By the time we left RI at 4PM, we were stuffed with saganaki and fresh corn and watermelon, and the IKEA stop went well - new organizational tools for the office, whee!
Doesn't that all sound boring? That was my weekend. But it felt so good, so relaxing, all the rush and hurry of my city week just drained out of me. My parents' house is this oasis of neat and comfortable calm and their company buoys me up. I wish they lived closer, I wish I had a car and I love my city life and the subways and the heat and the calamitous fun but this weekend, a little, I wish I lived someplace where it was easier to remember what's great about summer. Fresh corn, flip-flops on grass, afternoon rests on cool wide sofas, the sparkling bay blinking through the trees as you turn onto a quiet boulevard in the air-conditioned car ... I will just have to make all those things happen for me here.
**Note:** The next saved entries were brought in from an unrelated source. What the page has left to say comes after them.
pub mod burger;
pub mod drawer;
pub mod gradient_text;
pub mod navigation;
pub mod project_card;
pub mod section_label;
pub mod section_wrapper;
pub mod stat_card;
pub mod tag_chip;
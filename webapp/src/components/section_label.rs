use dioxus::prelude::*;

#[derive(Clone, PartialEq, Props)]
pub struct SectionLabelProps {
    children: Element,
}

#[component]
pub fn SectionLabel(props: SectionLabelProps) -> Element {
    rsx! {
        div { class: "section-label", {props.children} }
    }
}
use std::{collections::BTreeMap, fmt};

use serde::Serialize;

// design tokens
//
// two custom ramps (brand and obsidian) sit on top of the stock gray/blue ramps, and a
// small set of semantic names maps onto literal colors.  components only ever refer to
// the semantic css variables, so changing a value here restyles the whole page
//
// ramps are indexed 0-9 light to dark and consumers address shades by index, so the
// length is part of the type
pub const RAMP_LEN: usize = 10;

pub type Ramp = [&'static str; RAMP_LEN];

pub const GRAY: Ramp = [
    "#F9FAFB", "#F3F4F6", "#E5E7EB", "#D1D5DB", "#9CA3AF", "#6B7280", "#4B5563", "#374151",
    "#1F2937", "#111827",
];

pub const BLUE: Ramp = [
    "#EFF6FF", "#DBEAFE", "#BFDBFE", "#93C5FD", "#60A5FA", "#3B82F6", "#2563EB", "#1D4ED8",
    "#1E40AF", "#1E3A8A",
];

// shade 5 is the interaction color (indigo pulse), shade 9 is the electric blue accent
pub const BRAND: Ramp = [
    "#EEF2FF", "#E0E7FF", "#C7D2FE", "#A5B4FC", "#818CF8", "#6366F1", "#4F46E5", "#4338CA",
    "#3730A3", "#2563EB",
];

// 0 silk white, 3 mist, 6 elevated, 7 surface, 9 base
pub const OBSIDIAN: Ramp = [
    "#F5F5F5", "#E2E8F0", "#CBD5E1", "#94A3B8", "#475569", "#334155", "#1C1C1C", "#161616",
    "#111111", "#0F0F0F",
];

pub const PRIMARY_SHADE: usize = 5;

#[derive(Clone, Copy, Debug, PartialEq, Eq, PartialOrd, Ord, Hash, Serialize)]
#[serde(rename_all = "kebab-case")]
pub enum Palette {
    Gray,
    Blue,
    Brand,
    Obsidian,
}

impl Palette {
    pub fn all() -> Vec<Self> {
        vec![Self::Gray, Self::Blue, Self::Brand, Self::Obsidian]
    }

    pub fn name(self) -> &'static str {
        match self {
            Self::Gray => "gray",
            Self::Blue => "blue",
            Self::Brand => "brand",
            Self::Obsidian => "obsidian",
        }
    }

    pub fn ramp(self) -> &'static Ramp {
        match self {
            Self::Gray => &GRAY,
            Self::Blue => &BLUE,
            Self::Brand => &BRAND,
            Self::Obsidian => &OBSIDIAN,
        }
    }
}

#[derive(Clone, Copy, Debug, PartialEq, Eq, PartialOrd, Ord, Hash, Serialize)]
pub enum SemanticToken {
    Background,
    Surface,
    Elevated,
    Border,
    TextPrimary,
    TextMuted,
    AccentPrimary,
    AccentSecondary,
}

impl SemanticToken {
    pub fn all() -> Vec<Self> {
        vec![
            Self::Background,
            Self::Surface,
            Self::Elevated,
            Self::Border,
            Self::TextPrimary,
            Self::TextMuted,
            Self::AccentPrimary,
            Self::AccentSecondary,
        ]
    }

    pub fn css_var(self) -> &'static str {
        match self {
            Self::Background => "--color-bg",
            Self::Surface => "--color-surface",
            Self::Elevated => "--color-elevated",
            Self::Border => "--color-border",
            Self::TextPrimary => "--color-text-primary",
            Self::TextMuted => "--color-text-muted",
            Self::AccentPrimary => "--color-accent-primary",
            Self::AccentSecondary => "--color-accent-secondary",
        }
    }

    // the dark appearance is the only one computed
    fn dark_value(self) -> &'static str {
        match self {
            Self::Background => OBSIDIAN[9],
            Self::Surface => OBSIDIAN[7],
            Self::Elevated => OBSIDIAN[6],
            Self::Border => "rgba(148, 163, 184, 0.12)",
            Self::TextPrimary => OBSIDIAN[0],
            Self::TextMuted => OBSIDIAN[3],
            Self::AccentPrimary => BRAND[9],
            Self::AccentSecondary => BRAND[PRIMARY_SHADE],
        }
    }
}

impl fmt::Display for SemanticToken {
    fn fmt(&self, f: &mut fmt::Formatter<'_>) -> fmt::Result {
        write!(f, "{}", self.css_var())
    }
}

// the resolved theme
//
// built once per application instance and then only read
#[derive(Clone, Debug, PartialEq, Eq, Serialize)]
pub struct ThemeTokens {
    pub ramps: BTreeMap<Palette, Ramp>,
    pub semantic: BTreeMap<SemanticToken, &'static str>,
    pub primary_palette: Palette,
    pub primary_shade: usize,
    pub font_body: &'static str,
    pub font_mono: &'static str,
    pub font_heading: &'static str,
}

impl ThemeTokens {
    pub fn dark() -> Self {
        ThemeTokens {
            ramps: Palette::all().into_iter().map(|p| (p, *p.ramp())).collect(),
            semantic: SemanticToken::all()
                .into_iter()
                .map(|t| (t, t.dark_value()))
                .collect(),
            primary_palette: Palette::Brand,
            primary_shade: PRIMARY_SHADE,
            font_body: "Outfit, system-ui, -apple-system, 'Segoe UI', Roboto, sans-serif",
            font_mono: "'DM Mono', ui-monospace, SFMono-Regular, Menlo, monospace",
            font_heading: "'DM Serif Display', Georgia, serif",
        }
    }

    pub fn shade(&self, palette: Palette, index: usize) -> Option<&'static str> {
        self.ramps.get(&palette).and_then(|r| r.get(index)).copied()
    }

    pub fn primary(&self) -> Option<&'static str> {
        self.shade(self.primary_palette, self.primary_shade)
    }

    pub fn token(&self, token: SemanticToken) -> Option<&'static str> {
        self.semantic.get(&token).copied()
    }

    // render every ramp shade and semantic token as css custom properties on :root
    pub fn css_variables(&self) -> String {
        let mut out = String::from(":root {\n  color-scheme: dark;\n");

        for (palette, ramp) in &self.ramps {
            for (idx, color) in ramp.iter().enumerate() {
                out.push_str(&format!("  --{}-{idx}: {color};\n", palette.name()));
            }
        }

        for (token, value) in &self.semantic {
            out.push_str(&format!("  {}: {value};\n", token.css_var()));
        }

        if let Some(primary) = self.primary() {
            out.push_str(&format!("  --color-primary: {primary};\n"));
        }

        out.push_str(&format!("  --font-body: {};\n", self.font_body));
        out.push_str(&format!("  --font-mono: {};\n", self.font_mono));
        out.push_str(&format!("  --font-heading: {};\n", self.font_heading));
        out.push_str("}\n");
        out
    }
}

#[cfg(test)]
mod tests {
    use super::*;

    #[test]
    fn custom_ramps_have_ten_shades() {
        let theme = ThemeTokens::dark();

        for palette in [Palette::Brand, Palette::Obsidian] {
            let ramp = theme.ramps.get(&palette).expect("custom ramp present");
            assert_eq!(ramp.len(), RAMP_LEN);
            assert!(ramp.iter().all(|c| c.starts_with('#') && c.len() == 7));
        }

        assert!(theme.ramps.contains_key(&Palette::Gray));
        assert!(theme.ramps.contains_key(&Palette::Blue));
    }

    #[test]
    fn all_semantic_tokens_resolve() {
        let theme = ThemeTokens::dark();

        assert_eq!(theme.semantic.len(), 8);
        for token in SemanticToken::all() {
            let value = theme.token(token).expect("token resolved");
            assert!(!value.is_empty(), "{token} is empty");
        }
    }

    #[test]
    fn dark_values_come_from_ramps() {
        let theme = ThemeTokens::dark();

        assert_eq!(theme.token(SemanticToken::Background), Some("#0F0F0F"));
        assert_eq!(theme.token(SemanticToken::Surface), Some("#161616"));
        assert_eq!(theme.token(SemanticToken::TextMuted), Some("#94A3B8"));
        assert_eq!(theme.token(SemanticToken::AccentPrimary), Some("#2563EB"));
        assert_eq!(theme.token(SemanticToken::AccentSecondary), Some("#6366F1"));
    }

    #[test]
    fn primary_is_brand_shade_five() {
        let theme = ThemeTokens::dark();

        assert_eq!(theme.primary(), Some("#6366F1"));
        assert_eq!(theme.shade(Palette::Brand, 10), None);
    }

    #[test]
    fn css_variables_cover_tokens_and_ramps() {
        let css = ThemeTokens::dark().css_variables();

        assert!(css.starts_with(":root {"));
        assert!(css.contains("color-scheme: dark;"));
        assert!(css.contains("--color-bg: #0F0F0F;"));
        assert!(css.contains("--color-border: rgba(148, 163, 184, 0.12);"));
        assert!(css.contains("--brand-5: #6366F1;"));
        assert!(css.contains("--obsidian-9: #0F0F0F;"));
        assert!(css.contains("--gray-0: #F9FAFB;"));
        assert!(css.contains("--color-primary: #6366F1;"));

        for token in SemanticToken::all() {
            assert!(css.contains(token.css_var()));
        }
    }
}
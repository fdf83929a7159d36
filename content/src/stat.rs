use serde::Serialize;

// display-only statistic; the value is kept as text and never computed on
#[derive(Clone, Copy, Debug, PartialEq, Eq, Serialize)]
pub struct StatEntry {
    pub value: &'static str,
    pub suffix: &'static str,
    pub label: &'static str,
}

pub const STATS: &[StatEntry] = &[
    StatEntry {
        value: "5",
        suffix: "+",
        label: "Years experience",
    },
    StatEntry {
        value: "2",
        suffix: ".1M",
        label: "YouTube tutorial views",
    },
    StatEntry {
        value: "4",
        suffix: "×",
        label: "Languages spoken",
    },
    StatEntry {
        value: "3",
        suffix: "+",
        label: "Industries shipped",
    },
];
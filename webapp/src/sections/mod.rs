// the page's content sections, in page order
pub mod about;
pub mod contact;
pub mod hero;
pub mod projects;
pub mod stats;
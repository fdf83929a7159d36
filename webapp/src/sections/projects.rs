use dioxus::prelude::*;

use crate::{
    common::SiteContext,
    components::{
        project_card::ProjectCard, section_label::SectionLabel, section_wrapper::SectionWrapper,
    },
};
use content::ANCHOR_WORK;

#[component]
pub fn ProjectsSection() -> Element {
    let registry = use_context::<SiteContext>().registry;

    rsx! {
        div { class: "container",
            SectionWrapper { id: "{ANCHOR_WORK}",
                div { class: "section",
                    SectionLabel { "Work" }
                    div { class: "projects-grid",
                        for project in registry.projects.iter() {
                            ProjectCard { key: "{project.id}", project: *project }
                        }
                    }
                }
            }
        }
    }
}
Except the car part. After two hours approaching the Trib in traffic last night with a seriously full bladder, I don't need the car much.
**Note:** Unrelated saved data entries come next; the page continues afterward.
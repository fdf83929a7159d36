use std::{collections::HashSet, fmt};

use anyhow::{Context, Result};
use regex::Regex;
use tracing::{Level, debug, instrument, warn};

use crate::{project::ProjectLayout, registry::Registry};

// content defects
//
// content is trusted and compiled in, so a defect is an authoring mistake to be caught
// before deployment rather than something the page recovers from at render time
#[derive(Clone, Debug, PartialEq, Eq)]
pub enum ContentDefect {
    DuplicateCompany(String),
    DuplicateProject(String),
    DuplicateSkillCategory(String),
    DuplicateHeroTag(String),
    InvalidProjectId(String),
    EmptyField { record: String, field: &'static str },
    EmptyHighlights(String),
    BadLink { record: String, href: String },
}

impl fmt::Display for ContentDefect {
    fn fmt(&self, f: &mut fmt::Formatter<'_>) -> fmt::Result {
        match self {
            Self::DuplicateCompany(v) => write!(f, "experience company '{v}' appears more than once"),
            Self::DuplicateProject(v) => write!(f, "project id '{v}' appears more than once"),
            Self::DuplicateSkillCategory(v) => write!(f, "skill category '{v}' appears more than once"),
            Self::DuplicateHeroTag(v) => write!(f, "hero tag '{v}' appears more than once"),
            Self::InvalidProjectId(v) => write!(f, "project id '{v}' is not a valid key"),
            Self::EmptyField { record, field } => write!(f, "{record}: '{field}' is empty"),
            Self::EmptyHighlights(v) => write!(f, "featured project '{v}' has no highlights"),
            Self::BadLink { record, href } => write!(f, "{record}: '{href}' is not an http(s) link"),
        }
    }
}

const LINK_REGEX: &str = r"^https?://[^\s]+$";

// walk the registry and collect every defect, rather than stopping at the first
pub fn find_defects(registry: &Registry) -> Result<Vec<ContentDefect>> {
    let mut defects = Vec::new();

    let link_re = Regex::new(LINK_REGEX).context("failed to compile link regex")?;
    let id_re = Regex::new(crate::ANCHOR_REGEX).context("failed to compile anchor regex")?;

    let mut companies = HashSet::new();
    for exp in registry.experiences {
        let record = format!("experience '{}'", exp.company);

        check_empty(&mut defects, &record, "company", exp.company);
        check_empty(&mut defects, &record, "role", exp.role);
        check_empty(&mut defects, &record, "period", exp.period);

        if !link_re.is_match(exp.href) {
            defects.push(ContentDefect::BadLink {
                record,
                href: exp.href.to_owned(),
            });
        }

        if !companies.insert(exp.company) {
            defects.push(ContentDefect::DuplicateCompany(exp.company.to_owned()));
        }
    }

    let mut projects = HashSet::new();
    for project in registry.projects {
        let record = format!("project '{}'", project.id);

        if !id_re.is_match(project.id) {
            defects.push(ContentDefect::InvalidProjectId(project.id.to_owned()));
        }

        check_empty(&mut defects, &record, "ordinal", project.ordinal);
        check_empty(&mut defects, &record, "title", project.title);
        check_empty(&mut defects, &record, "description", project.description);

        for tech in project.tech {
            check_empty(&mut defects, &record, "tech", tech);
        }

        match project.layout {
            ProjectLayout::Featured {
                role,
                period,
                highlights,
            } => {
                check_empty(&mut defects, &record, "role", role);
                check_empty(&mut defects, &record, "period", period);

                if highlights.is_empty() {
                    defects.push(ContentDefect::EmptyHighlights(project.id.to_owned()));
                }
                for highlight in highlights {
                    check_empty(&mut defects, &record, "highlights", highlight);
                }
            }
            ProjectLayout::Standard { href, link_label } => {
                check_empty(&mut defects, &record, "link_label", link_label);

                if !link_re.is_match(href) {
                    defects.push(ContentDefect::BadLink {
                        record,
                        href: href.to_owned(),
                    });
                }
            }
        }

        if !projects.insert(project.id) {
            defects.push(ContentDefect::DuplicateProject(project.id.to_owned()));
        }
    }

    let mut categories = HashSet::new();
    for category in registry.skills {
        let record = format!("skill category '{}'", category.label);

        check_empty(&mut defects, &record, "label", category.label);
        if category.skills.is_empty() {
            defects.push(ContentDefect::EmptyField {
                record: record.clone(),
                field: "skills",
            });
        }
        for skill in category.skills {
            check_empty(&mut defects, &record, "skills", skill);
        }

        if !categories.insert(category.label) {
            defects.push(ContentDefect::DuplicateSkillCategory(category.label.to_owned()));
        }
    }

    let mut tags = HashSet::new();
    for tag in registry.hero_tags {
        check_empty(&mut defects, "hero tags", "label", tag.label);

        if !tags.insert(tag.label) {
            defects.push(ContentDefect::DuplicateHeroTag(tag.label.to_owned()));
        }
    }

    for stat in registry.stats {
        let record = format!("stat '{}'", stat.label);

        check_empty(&mut defects, &record, "value", stat.value);
        check_empty(&mut defects, &record, "label", stat.label);
    }

    Ok(defects)
}

fn check_empty(defects: &mut Vec<ContentDefect>, record: &str, field: &'static str, value: &str) {
    if value.trim().is_empty() {
        defects.push(ContentDefect::EmptyField {
            record: record.to_owned(),
            field,
        });
    }
}

#[instrument(level = Level::DEBUG, skip_all)]
pub fn validate(registry: &Registry) -> Result<()> {
    let defects = find_defects(registry)?;

    if defects.is_empty() {
        debug!("content registry passed validation");
        return Ok(());
    }

    for defect in &defects {
        warn!(%defect, "content defect");
    }

    let listing = defects
        .iter()
        .map(|d| format!("  - {d}"))
        .collect::<Vec<_>>()
        .join("\n");

    anyhow::bail!(
        "content registry has {} defect(s):\n{listing}",
        defects.len()
    )
}

#[cfg(test)]
mod tests {
    use super::*;
    use crate::{
        experience::ExperienceEntry,
        project::ProjectEntry,
        skill::SkillCategory,
        stat::StatEntry,
        tag::{TagVariant, TechTag},
    };

    const EMPTY: Registry = Registry {
        experiences: &[],
        projects: &[],
        skills: &[],
        hero_tags: &[],
        stats: &[],
    };

    #[test]
    fn builtin_registry_is_clean() -> Result<()> {
        assert_eq!(find_defects(&Registry::builtin())?, vec![]);
        validate(&Registry::builtin())
    }

    #[test]
    fn featured_and_standard_carry_their_fields() {
        for project in Registry::builtin().projects {
            match project.layout {
                ProjectLayout::Featured {
                    role,
                    period,
                    highlights,
                } => {
                    assert!(project.is_featured());
                    assert!(!role.is_empty());
                    assert!(!period.is_empty());
                    assert!(!highlights.is_empty());
                }
                ProjectLayout::Standard { href, link_label } => {
                    assert!(!project.is_featured());
                    assert!(!href.is_empty());
                    assert!(!link_label.is_empty());
                }
            }
        }
    }

    #[test]
    fn featured_without_highlights_is_a_defect() {
        const PROJECTS: &[ProjectEntry] = &[ProjectEntry {
            id: "bare",
            ordinal: "01",
            title: "Bare",
            description: "no highlights",
            tech: &["Rust"],
            layout: ProjectLayout::Featured {
                role: "Engineer",
                period: "2024",
                highlights: &[],
            },
        }];
        let registry = Registry {
            projects: PROJECTS,
            ..EMPTY
        };

        assert_eq!(
            find_defects(&registry).unwrap(),
            vec![ContentDefect::EmptyHighlights("bare".to_owned())]
        );
        assert!(validate(&registry).is_err());
    }

    #[test]
    fn standard_link_must_be_http() {
        const PROJECTS: &[ProjectEntry] = &[ProjectEntry {
            id: "linkless",
            ordinal: "02",
            title: "Linkless",
            description: "bad link",
            tech: &[],
            layout: ProjectLayout::Standard {
                href: "ftp://example.com",
                link_label: "",
            },
        }];
        let registry = Registry {
            projects: PROJECTS,
            ..EMPTY
        };

        let defects = find_defects(&registry).unwrap();
        assert_eq!(defects.len(), 2);
        assert!(defects.contains(&ContentDefect::EmptyField {
            record: "project 'linkless'".to_owned(),
            field: "link_label",
        }));
        assert!(matches!(defects[1], ContentDefect::BadLink { .. }));
    }

    #[test]
    fn duplicate_keys_are_reported() {
        const EXPERIENCES: &[ExperienceEntry] = &[
            ExperienceEntry {
                company: "Acme",
                role: "Dev",
                period: "2020",
                href: "https://acme.test/",
            },
            ExperienceEntry {
                company: "Acme",
                role: "Lead",
                period: "2021",
                href: "https://acme.test/",
            },
        ];
        const SKILLS: &[SkillCategory] = &[
            SkillCategory {
                label: "Web",
                skills: &["HTML"],
            },
            SkillCategory {
                label: "Web",
                skills: &["CSS"],
            },
        ];
        const TAGS: &[TechTag] = &[
            TechTag {
                label: "Rust",
                variant: TagVariant::Blue,
            },
            TechTag {
                label: "Rust",
                variant: TagVariant::Slate,
            },
        ];
        let registry = Registry {
            experiences: EXPERIENCES,
            skills: SKILLS,
            hero_tags: TAGS,
            ..EMPTY
        };

        assert_eq!(
            find_defects(&registry).unwrap(),
            vec![
                ContentDefect::DuplicateCompany("Acme".to_owned()),
                ContentDefect::DuplicateSkillCategory("Web".to_owned()),
                ContentDefect::DuplicateHeroTag("Rust".to_owned()),
            ]
        );
    }

    #[test]
    fn every_defect_is_listed_in_the_error() {
        const STATS: &[StatEntry] = &[
            StatEntry {
                value: "",
                suffix: "+",
                label: "Years",
            },
            StatEntry {
                value: "1",
                suffix: "",
                label: " ",
            },
        ];
        let registry = Registry {
            stats: STATS,
            ..EMPTY
        };

        let err = validate(&registry).expect_err("defects present").to_string();
        assert!(err.contains("2 defect(s)"));
        assert!(err.contains("stat 'Years': 'value' is empty"));
        assert!(err.contains("'label' is empty"));
    }

    #[test]
    fn project_ids_must_be_keys() {
        const PROJECTS: &[ProjectEntry] = &[ProjectEntry {
            id: "Not A Key",
            ordinal: "01",
            title: "t",
            description: "d",
            tech: &[],
            layout: ProjectLayout::Standard {
                href: "https://example.com",
                link_label: "View",
            },
        }];
        let registry = Registry {
            projects: PROJECTS,
            ..EMPTY
        };

        assert_eq!(
            find_defects(&registry).unwrap(),
            vec![ContentDefect::InvalidProjectId("Not A Key".to_owned())]
        );
    }
}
Click here to see the whole set of pictures from our trip.
Stories, as always, to follow.
There were two evil demons on our flight home yesterday and no, I don't watch too much Buffy. One was this little hellion scream-demon in the shape of a three year old child which, if you're counting, is way too old to still be excused from SCREAMING THE ENTIRE FLIGHT, and by the way? In case you feel like sympathizing with him? Had a MULLET.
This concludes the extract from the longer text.